It’s been a difficult week for FinTechs following news of a massive data breach affecting 7.5 million customers at Mark Cuban-backed FinTech startup Dave, mounting loan losses reported by U.K. digital bank Monzo and an announced merger between small-business lender OnDeck and Enova International following huge first-quarter losses by OnDeck that riled up activist investors against three members of OnDeck’s board.

Despite strong earnings from established companies like PayPal, a vast swath of the FinTech industry remains precarious, at least according to Jane Gladstone, President of Promontory Interfinancial Network. In a recent interview with the American Banker, Gladstone — who has worked in FinTech investment banking since 1993 — stated that “I think there will be hundreds of fintech failures precisely because too many companies got funded. You might say there’s been a bubble. There are hundreds of fintech companies that I expect will run out of money in the next year or so.” And consumers recognize the risk that FinTechs pose. According to a recent Morning Consult survey conducted on behalf of BPI, 73% of respondents say national banks are safe and can protect customers’ money and investments, whereas only 24% of respondents had the same confidence in FinTech companies’ ability to protect customers’ money and investments.

BPI President & CEO Greg Baer Participates in Brookings Panel on Payments

BPI President & CEO Greg Baer participated in a panel discussion at an event titled, “Fixing America’s payment system: The role of banks and fintech” hosted by the Brookings Institution on July 29. The panel was moderated by Brookings’ Aaron Klein and followed opening remarks by Acting Comptroller of the Currency Brian Brooks.

In his remarks, Baer challenged claims made by Brooks that unbundling was a positive direction for the payments system, arguing that there are particular reasons not to unbundle payments from other banking activities. “If you are a payments system operator, you are going to have a lot of idle cash lying around…and you are prone to runs and trouble,” stated Baer. “That’s why it’s a very good thing to have bundled payment operation with things like access to the discount window, insured deposits, Fed supervision…it’s not by accident.
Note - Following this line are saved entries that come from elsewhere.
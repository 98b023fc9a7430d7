//! Roots taken from an XML descriptor.
//!
//! ```xml
//! <linker>
//!   <assembly fullname="Utils">
//!     <type fullname="Utils.Serializer" preserve="fields" />
//!     <type fullname="Utils.Plugins.*" />
//!     <type fullname="Utils.Cache" required="false" preserve="all" />
//!     <type fullname="Utils.Api">
//!       <method name="Start" />
//!       <method signature="System.Void Stop(System.Int32)" />
//!       <property name="Name" />
//!       <type name="Options" />
//!     </type>
//!     <namespace fullname="Utils.Models" />
//!   </assembly>
//!   <assembly fullname="Everything" preserve="all" />
//! </linker>
//! ```
//!
//! A type element without member children keeps the whole type unless `preserve` says
//! otherwise; with member children only the listed members are kept. `required="false"` keeps
//! the type's members only if marking reaches the type through other edges.

use log::debug;

use crate::{
    graph::{SymbolId, SymbolKind},
    linker::{
        actions::{Root, RootVisibility, TypePreserve},
        descriptor::{self, DescriptorSource},
        diagnostics::codes,
        LinkContext, Step,
    },
    utils::XmlElement,
    Result,
};

/// Registers the roots listed in a descriptor.
#[derive(Debug, Clone)]
pub struct ResolveFromXmlStep {
    source: DescriptorSource,
}

impl ResolveFromXmlStep {
    /// Creates the step for a parsed-on-demand descriptor.
    #[must_use]
    pub fn new(source: DescriptorSource) -> Self {
        ResolveFromXmlStep { source }
    }
}

impl Step for ResolveFromXmlStep {
    fn name(&self) -> &'static str {
        "ResolveFromXmlStep"
    }

    fn process(&mut self, ctx: &mut LinkContext) -> Result<()> {
        debug!("Processing descriptor {}", self.source.name);
        let root = self.source.parse()?;
        let source = &self.source;

        for (element, module) in descriptor::assemblies(ctx, source, &root)? {
            let preserve_all = element.attr("preserve") == Some("all")
                || element.children.is_empty();
            if preserve_all {
                for ty in ctx.graph.children(module).to_vec() {
                    ctx.add_root(Root::new(ty));
                }
                continue;
            }

            for child in &element.children {
                if !descriptor::should_process(ctx, source, child) {
                    continue;
                }
                match child.name.as_str() {
                    "type" => process_type(ctx, source, child, module, None),
                    "namespace" => process_namespace(ctx, source, child, module),
                    other => ctx.warn(
                        codes::XML_INVALID,
                        format!("Unexpected element '{other}' in assembly"),
                        &source.origin(child),
                    ),
                }
            }
        }
        Ok(())
    }
}

fn parse_preserve(value: &str) -> Option<TypePreserve> {
    match value {
        "all" => Some(TypePreserve::All),
        "fields" => Some(TypePreserve::Fields),
        "methods" => Some(TypePreserve::Methods),
        "nothing" => Some(TypePreserve::Nothing),
        _ => None,
    }
}

fn process_type(
    ctx: &mut LinkContext,
    source: &DescriptorSource,
    element: &XmlElement,
    module: SymbolId,
    parent: Option<SymbolId>,
) {
    let name_attribute = if parent.is_some() { "name" } else { "fullname" };
    let Some(pattern) = element
        .non_empty_attr(name_attribute)
        .or_else(|| element.non_empty_attr("fullname"))
    else {
        ctx.warn(
            codes::XML_INVALID,
            "Type element without a name",
            &source.origin(element),
        );
        return;
    };

    let types = descriptor::find_types(&ctx.graph, module, parent, pattern);
    if types.is_empty() {
        ctx.warn(
            codes::XML_TYPE_NOT_FOUND,
            format!(
                "Could not resolve type '{pattern}' in assembly '{}'",
                ctx.graph.module_info(module).assembly
            ),
            &source.origin(element),
        );
        return;
    }

    let has_members = element
        .children
        .iter()
        .any(|child| descriptor::member_kind(&child.name).is_some());
    let preserve = match element.non_empty_attr("preserve") {
        Some(value) => parse_preserve(value).unwrap_or_else(|| {
            ctx.warn(
                codes::XML_INVALID,
                format!("Invalid preserve value '{value}'"),
                &source.origin(element),
            );
            TypePreserve::All
        }),
        None if has_members => TypePreserve::Nothing,
        None => TypePreserve::All,
    };
    let required = element
        .non_empty_attr("required")
        .map_or(true, |value| !value.eq_ignore_ascii_case("false"));

    for ty in types {
        if required {
            ctx.add_root(Root::with(ty, RootVisibility::Any, preserve));
        } else {
            ctx.annotations.set_preserve(ty, preserve);
            continue;
        }

        for child in &element.children {
            if !descriptor::should_process(ctx, source, child) {
                continue;
            }
            if child.name == "type" {
                process_type(ctx, source, child, module, Some(ty));
            } else if let Some(kind) = descriptor::member_kind(&child.name) {
                process_member(ctx, source, child, ty, kind);
            }
        }
    }
}

fn process_member(
    ctx: &mut LinkContext,
    source: &DescriptorSource,
    element: &XmlElement,
    ty: SymbolId,
    kind: SymbolKind,
) {
    let members = descriptor::find_members(&ctx.graph, ty, kind, element);
    if members.is_empty() {
        let what = element
            .non_empty_attr("signature")
            .or_else(|| element.non_empty_attr("name"))
            .unwrap_or_default();
        ctx.warn(
            codes::XML_MEMBER_NOT_FOUND,
            format!(
                "Could not find {} '{what}' on type '{}'",
                element.name,
                ctx.graph.symbol(ty).full_name
            ),
            &source.origin(element),
        );
        return;
    }

    for member in members {
        ctx.add_root(Root::new(member));
        let accessors = ctx
            .graph
            .symbol(member)
            .as_accessor_owner()
            .map(|owner| owner.accessors.clone())
            .unwrap_or_default();
        for accessor in accessors {
            ctx.add_root(Root::new(accessor));
        }
    }
}

fn process_namespace(
    ctx: &mut LinkContext,
    source: &DescriptorSource,
    element: &XmlElement,
    module: SymbolId,
) {
    let Some(namespace) = element.non_empty_attr("fullname") else {
        ctx.warn(
            codes::XML_INVALID,
            "Namespace element without 'fullname'",
            &source.origin(element),
        );
        return;
    };

    let prefix = format!("{namespace}.");
    let types: Vec<SymbolId> = ctx
        .graph
        .children(module)
        .iter()
        .copied()
        .filter(|ty| {
            ctx.graph.symbol(*ty).full_name.strip_prefix(&prefix).is_some_and(|rest| !rest.contains('.'))
        })
        .collect();
    if types.is_empty() {
        ctx.warn(
            codes::XML_TYPE_NOT_FOUND,
            format!("Namespace '{namespace}' has no types"),
            &source.origin(element),
        );
    }
    for ty in types {
        ctx.add_root(Root::new(ty));
    }
}
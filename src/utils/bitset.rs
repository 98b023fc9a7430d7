//! A growable bit vector keyed by dense indices.
//!
//! The linker keeps several per-symbol boolean side tables (instantiated types, preserved
//! symbols, processed bodies). Symbol ids are dense arena indices, so a bit vector is the
//! natural representation. The set grows on insertion because steps may add symbols to the
//! graph after the table was created.
//!
//! # Example
//!
//! ```rust,ignore
//! use dotlink::utils::BitSet;
//!
//! let mut set = BitSet::new();
//! set.insert(3);
//! set.insert(130);
//!
//! assert!(set.contains(130));
//! assert!(!set.contains(4000));
//! assert_eq!(set.iter().collect::<Vec<_>>(), vec![3, 130]);
//! ```

/// A growable set of small integers.
#[derive(Clone, Default, PartialEq, Eq, Hash)]
pub struct BitSet {
    words: Vec<u64>,
}

impl BitSet {
    /// Creates an empty set.
    #[must_use]
    pub fn new() -> Self {
        Self::default()
    }

    /// Creates an empty set with room for `capacity` indices.
    #[must_use]
    pub fn with_capacity(capacity: usize) -> Self {
        Self {
            words: vec![0; capacity.div_ceil(64)],
        }
    }

    /// Returns `true` if no index is set.
    #[must_use]
    pub fn is_empty(&self) -> bool {
        self.words.iter().all(|&w| w == 0)
    }

    /// Adds `index`, growing the storage when needed.
    ///
    /// Returns `true` if the index was not present before.
    pub fn insert(&mut self, index: usize) -> bool {
        let word = index / 64;
        if word >= self.words.len() {
            self.words.resize(word + 1, 0);
        }
        let mask = 1u64 << (index % 64);
        let fresh = self.words[word] & mask == 0;
        self.words[word] |= mask;
        fresh
    }

    /// Removes `index`. Returns `true` if it was present.
    pub fn remove(&mut self, index: usize) -> bool {
        let Some(word) = self.words.get_mut(index / 64) else {
            return false;
        };
        let mask = 1u64 << (index % 64);
        let present = *word & mask != 0;
        *word &= !mask;
        present
    }

    /// Returns `true` if `index` is set. Indices beyond the storage are absent.
    #[must_use]
    pub fn contains(&self, index: usize) -> bool {
        self.words
            .get(index / 64)
            .is_some_and(|word| word & (1u64 << (index % 64)) != 0)
    }

    /// Returns the number of set indices.
    #[must_use]
    pub fn count(&self) -> usize {
        self.words.iter().map(|w| w.count_ones() as usize).sum()
    }

    /// Removes all indices.
    pub fn clear(&mut self) {
        self.words.fill(0);
    }

    /// Returns an iterator over the set indices in ascending order.
    pub fn iter(&self) -> impl Iterator<Item = usize> + '_ {
        self.words
            .iter()
            .enumerate()
            .flat_map(|(word_idx, &word)| {
                (0..64)
                    .filter(move |bit| word & (1u64 << bit) != 0)
                    .map(move |bit| word_idx * 64 + bit)
            })
    }
}

impl std::fmt::Debug for BitSet {
    fn fmt(&self, f: &mut std::fmt::Formatter<'_>) -> std::fmt::Result {
        f.debug_set().entries(self.iter()).finish()
    }
}

#[cfg(test)]
mod tests {
    use super::*;

    #[test]
    fn test_bitset_grows() {
        let mut bs = BitSet::new();
        assert!(bs.is_empty());
        assert!(!bs.contains(1000));

        assert!(bs.insert(0));
        assert!(bs.insert(1000));
        assert!(!bs.insert(1000));

        assert_eq!(bs.count(), 2);
        assert!(bs.contains(1000));
    }

    #[test]
    fn test_bitset_remove() {
        let mut bs = BitSet::with_capacity(10);
        bs.insert(42);
        assert!(bs.remove(42));
        assert!(!bs.remove(42));
        assert!(!bs.remove(9999));
        assert!(bs.is_empty());
    }

    #[test]
    fn test_bitset_iter() {
        let mut bs = BitSet::new();
        bs.insert(99);
        bs.insert(5);
        bs.insert(64);

        let bits: Vec<_> = bs.iter().collect();
        assert_eq!(bits, vec![5, 64, 99]);

        bs.clear();
        assert_eq!(bs.iter().count(), 0);
    }
}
It’s a good idea to put those things together, not take them apart.”

Baer also rebutted claims that the payments networks — often referred to as payment rails — in the U.S. are outdated. He stated that an existing real-time payments system is already in place in the U.S. — operated by The Clearing House — and that this modern RTP system uses the same modern rails relied upon by Singapore, Australia and British payment systems. Baer highlighted that more than 50% of demand deposit accounts (DDA) are eligible for real-time payments, and an estimated 80% of DDAs will be eligible by the end of the year.

To watch a recording of the full event, please click here.

BPI Special Adviser Pat Parkinson Offers Remarks on Bank Intermediation in Financial Markets Under Stress

During March and early April of this year, the COVID-19 crisis caused U.S. financial markets to freeze up. Even the markets for U.S. Treasury securities, normally the most liquid financial markets in the world, were disrupted.

On July 29, BPI held a Zoom webinar on bank-intermediated markets under stress to discuss the causes of those disruptions and the implications for public policy. The panelists who made presentations at the webinar were distinguished academics, former regulators, bankers and market experts. Other participants included bankers, academics and public sector representatives. Pat Parkinson, a Special Adviser to BPI, provided remarks where he made several recommendations for changes to banking regulation and market structure that would enhance the liquidity of bank-intermediated markets under stress.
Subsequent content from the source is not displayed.